Aim of the task
When a line of the entries contains the word "developers", report that line.

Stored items
□ □ □ □

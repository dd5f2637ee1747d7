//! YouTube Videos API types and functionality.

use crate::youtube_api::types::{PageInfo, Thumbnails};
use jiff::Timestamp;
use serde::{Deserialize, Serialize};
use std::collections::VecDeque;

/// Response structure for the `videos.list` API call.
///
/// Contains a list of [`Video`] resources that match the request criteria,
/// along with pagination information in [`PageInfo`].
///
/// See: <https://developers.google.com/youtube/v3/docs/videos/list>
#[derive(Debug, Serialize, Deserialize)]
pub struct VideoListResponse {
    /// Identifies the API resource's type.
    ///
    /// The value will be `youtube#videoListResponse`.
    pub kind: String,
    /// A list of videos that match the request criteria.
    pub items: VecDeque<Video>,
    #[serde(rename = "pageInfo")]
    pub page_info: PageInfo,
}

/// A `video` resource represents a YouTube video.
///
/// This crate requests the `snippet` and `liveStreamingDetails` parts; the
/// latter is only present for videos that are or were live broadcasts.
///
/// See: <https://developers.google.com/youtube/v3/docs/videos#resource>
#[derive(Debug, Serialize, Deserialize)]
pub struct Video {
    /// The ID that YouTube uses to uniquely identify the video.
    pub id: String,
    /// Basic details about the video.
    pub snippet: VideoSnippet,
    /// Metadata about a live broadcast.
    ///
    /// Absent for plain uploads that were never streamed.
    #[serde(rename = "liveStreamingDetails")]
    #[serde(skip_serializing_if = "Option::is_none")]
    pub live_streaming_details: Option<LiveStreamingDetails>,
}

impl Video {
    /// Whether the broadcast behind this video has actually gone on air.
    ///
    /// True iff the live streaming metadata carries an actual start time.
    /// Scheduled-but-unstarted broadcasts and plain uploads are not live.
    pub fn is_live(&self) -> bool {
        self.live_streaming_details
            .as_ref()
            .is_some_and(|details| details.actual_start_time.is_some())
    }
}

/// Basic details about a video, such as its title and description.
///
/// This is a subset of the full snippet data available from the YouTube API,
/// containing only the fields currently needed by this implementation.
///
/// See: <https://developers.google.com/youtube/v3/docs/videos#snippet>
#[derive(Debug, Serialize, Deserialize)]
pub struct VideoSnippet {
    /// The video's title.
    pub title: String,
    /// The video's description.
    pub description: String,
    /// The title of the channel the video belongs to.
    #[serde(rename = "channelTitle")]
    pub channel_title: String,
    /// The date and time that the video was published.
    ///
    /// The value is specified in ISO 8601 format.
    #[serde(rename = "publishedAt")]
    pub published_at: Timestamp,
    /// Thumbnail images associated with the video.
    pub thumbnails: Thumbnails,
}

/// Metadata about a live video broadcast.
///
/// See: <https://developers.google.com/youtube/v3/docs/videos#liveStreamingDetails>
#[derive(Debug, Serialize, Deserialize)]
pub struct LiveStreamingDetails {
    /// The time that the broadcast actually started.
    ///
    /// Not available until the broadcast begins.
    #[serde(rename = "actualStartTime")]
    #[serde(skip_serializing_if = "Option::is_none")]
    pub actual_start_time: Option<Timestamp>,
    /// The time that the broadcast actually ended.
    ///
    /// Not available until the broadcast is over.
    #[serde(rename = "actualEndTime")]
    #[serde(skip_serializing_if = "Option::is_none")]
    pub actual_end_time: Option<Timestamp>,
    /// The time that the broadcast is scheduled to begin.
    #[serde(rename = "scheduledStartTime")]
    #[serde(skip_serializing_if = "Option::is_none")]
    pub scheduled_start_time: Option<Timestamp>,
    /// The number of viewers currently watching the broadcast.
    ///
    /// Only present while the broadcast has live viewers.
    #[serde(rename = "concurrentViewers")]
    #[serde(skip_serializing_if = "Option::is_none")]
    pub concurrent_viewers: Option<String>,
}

□ □ □ □

Task answer
/// See: <https://developers.google.com/youtube/v3/docs/videos/list>
/// See: <https://developers.google.com/youtube/v3/docs/videos#resource>
/// See: <https://developers.google.com/youtube/v3/docs/videos#snippet>
/// See: <https://developers.google.com/youtube/v3/docs/videos#liveStreamingDetails>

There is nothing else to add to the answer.